Composition des parquets. — Hygiène des parquets. — Récolte des œufs à couver.

NOMBRE D’ANIMAUX POUR UN PARC.

Le nombre des animaux destinés à racer[1] doit être borné pour chaque parc à cinq ou six au plus, deux coqs ne pouvant vivre ensemble dans un endroit restreint.
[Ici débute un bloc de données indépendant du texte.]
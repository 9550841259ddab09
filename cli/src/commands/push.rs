use cellar_lib::remote;

use crate::cli_util::CommandHelper;
use crate::cli_util::CommandResult;
use crate::ui::Ui;

pub fn run(ui: &Ui, helper: &CommandHelper) -> CommandResult {
    let project = helper.require_project()?;
    let env = helper.current_environment()?;

    match remote::push(&helper.repo, &helper.keystore, &helper.remote, &project, &env)? {
        None => ui.status("No new commits to push"),
        Some(outcome) if outcome.is_first_push => {
            ui.status(&format!("Created and pushed project {:?}", project.name));
        }
        Some(outcome) => {
            ui.status(&format!("Pushed {} new commit(s)", outcome.commits_pushed));
            if !outcome.message.is_empty() {
                ui.hint(&outcome.message);
            }
        }
    }
    Ok(())
}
Il est généralement reçu qu’un coq suffit à neuf ou dix poules, ce qui est une erreur, surtout à l’égard des bêtes de forte race. Outre que le coq s’épuise rapidement dans la distribution de ses caresses à un trop grand nombre de femelles et que les œufs sont menacés de stérilité avant la fin de la saison des couvées, il arrive souvent un accident bien plus grave : c’est que, même quand le coq est dans toute sa vigueur et qu’on lui donne beaucoup de poules, ces dernières sont plus ou moins disposées à recevoir son approche, de façon que le coq, étant plusieurs fois rebuté par certaines d’entre elles, finit par se déshabituer de leur faire sa cour, ayant d’autres poules souvent empressées à provoquer ses tendresses.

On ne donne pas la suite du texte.